[Collected data entries]

# # # # #

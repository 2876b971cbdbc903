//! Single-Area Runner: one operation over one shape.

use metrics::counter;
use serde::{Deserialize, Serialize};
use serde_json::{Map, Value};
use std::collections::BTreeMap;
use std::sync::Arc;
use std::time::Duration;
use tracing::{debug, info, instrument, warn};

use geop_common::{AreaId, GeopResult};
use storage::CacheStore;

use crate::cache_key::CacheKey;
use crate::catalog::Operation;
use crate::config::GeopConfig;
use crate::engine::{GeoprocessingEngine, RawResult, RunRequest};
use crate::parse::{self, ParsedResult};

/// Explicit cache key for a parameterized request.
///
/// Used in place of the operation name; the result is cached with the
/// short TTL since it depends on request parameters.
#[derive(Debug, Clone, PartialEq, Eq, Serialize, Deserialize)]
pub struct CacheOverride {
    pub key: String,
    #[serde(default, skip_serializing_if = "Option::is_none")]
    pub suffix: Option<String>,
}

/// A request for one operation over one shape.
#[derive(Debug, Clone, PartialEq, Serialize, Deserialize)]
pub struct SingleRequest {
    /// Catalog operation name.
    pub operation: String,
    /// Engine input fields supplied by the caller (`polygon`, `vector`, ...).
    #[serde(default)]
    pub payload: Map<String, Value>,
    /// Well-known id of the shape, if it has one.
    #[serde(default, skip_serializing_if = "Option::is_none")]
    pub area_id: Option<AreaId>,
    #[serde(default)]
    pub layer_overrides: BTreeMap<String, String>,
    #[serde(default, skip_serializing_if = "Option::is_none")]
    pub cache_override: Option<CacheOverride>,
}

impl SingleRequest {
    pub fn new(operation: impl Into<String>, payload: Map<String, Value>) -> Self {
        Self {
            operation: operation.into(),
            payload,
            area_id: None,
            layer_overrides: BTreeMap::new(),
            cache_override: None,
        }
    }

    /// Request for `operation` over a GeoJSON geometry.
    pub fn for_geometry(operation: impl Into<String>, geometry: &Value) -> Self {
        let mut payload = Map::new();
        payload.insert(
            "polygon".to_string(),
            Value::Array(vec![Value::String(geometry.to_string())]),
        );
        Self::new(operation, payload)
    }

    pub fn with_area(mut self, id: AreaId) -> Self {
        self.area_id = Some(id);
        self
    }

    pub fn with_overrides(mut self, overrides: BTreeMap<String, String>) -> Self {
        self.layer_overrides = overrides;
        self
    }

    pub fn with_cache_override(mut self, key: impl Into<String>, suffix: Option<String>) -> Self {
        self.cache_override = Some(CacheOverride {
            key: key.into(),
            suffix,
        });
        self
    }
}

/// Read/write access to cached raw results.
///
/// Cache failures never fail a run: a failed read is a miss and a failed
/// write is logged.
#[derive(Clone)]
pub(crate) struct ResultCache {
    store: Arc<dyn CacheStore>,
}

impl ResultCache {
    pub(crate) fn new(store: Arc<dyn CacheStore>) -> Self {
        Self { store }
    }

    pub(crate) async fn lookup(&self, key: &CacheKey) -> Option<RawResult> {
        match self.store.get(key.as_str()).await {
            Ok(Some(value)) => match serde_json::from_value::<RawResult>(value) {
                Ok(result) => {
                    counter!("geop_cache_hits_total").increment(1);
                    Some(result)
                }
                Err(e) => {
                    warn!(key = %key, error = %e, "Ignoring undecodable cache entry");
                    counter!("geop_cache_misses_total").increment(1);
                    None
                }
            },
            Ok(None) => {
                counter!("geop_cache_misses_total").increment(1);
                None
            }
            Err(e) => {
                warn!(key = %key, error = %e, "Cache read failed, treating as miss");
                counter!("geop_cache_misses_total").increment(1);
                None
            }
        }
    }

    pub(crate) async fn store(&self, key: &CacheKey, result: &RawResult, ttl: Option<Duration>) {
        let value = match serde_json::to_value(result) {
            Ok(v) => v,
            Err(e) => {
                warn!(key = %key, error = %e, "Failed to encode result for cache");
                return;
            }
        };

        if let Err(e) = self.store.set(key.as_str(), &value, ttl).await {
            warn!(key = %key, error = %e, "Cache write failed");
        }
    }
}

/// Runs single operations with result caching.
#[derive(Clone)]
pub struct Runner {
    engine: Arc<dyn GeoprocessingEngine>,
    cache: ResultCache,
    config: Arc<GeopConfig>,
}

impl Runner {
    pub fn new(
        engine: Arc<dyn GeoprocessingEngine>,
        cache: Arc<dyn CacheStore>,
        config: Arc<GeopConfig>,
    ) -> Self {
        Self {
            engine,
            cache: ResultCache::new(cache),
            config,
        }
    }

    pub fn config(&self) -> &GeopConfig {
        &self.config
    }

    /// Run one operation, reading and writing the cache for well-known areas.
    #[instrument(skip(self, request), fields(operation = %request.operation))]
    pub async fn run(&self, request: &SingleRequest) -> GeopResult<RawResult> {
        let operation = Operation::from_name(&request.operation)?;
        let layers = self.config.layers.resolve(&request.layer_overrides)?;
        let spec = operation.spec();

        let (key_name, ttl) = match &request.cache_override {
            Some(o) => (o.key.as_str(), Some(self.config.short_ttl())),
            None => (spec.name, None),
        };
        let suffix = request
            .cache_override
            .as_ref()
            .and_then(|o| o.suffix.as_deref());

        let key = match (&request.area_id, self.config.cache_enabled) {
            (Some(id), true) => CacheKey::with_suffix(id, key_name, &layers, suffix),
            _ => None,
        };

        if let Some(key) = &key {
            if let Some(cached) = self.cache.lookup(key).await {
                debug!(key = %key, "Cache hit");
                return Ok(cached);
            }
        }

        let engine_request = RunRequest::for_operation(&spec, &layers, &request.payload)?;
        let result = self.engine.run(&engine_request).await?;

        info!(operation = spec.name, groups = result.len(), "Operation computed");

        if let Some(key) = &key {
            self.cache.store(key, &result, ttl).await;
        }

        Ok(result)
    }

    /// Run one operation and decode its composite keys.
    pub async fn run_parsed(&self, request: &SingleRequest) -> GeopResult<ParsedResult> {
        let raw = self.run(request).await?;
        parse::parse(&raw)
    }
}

# # # # #

Task goal » Would you count the lines in the data that contain "PartialEq" and answer with only the number?

Solved problem » 2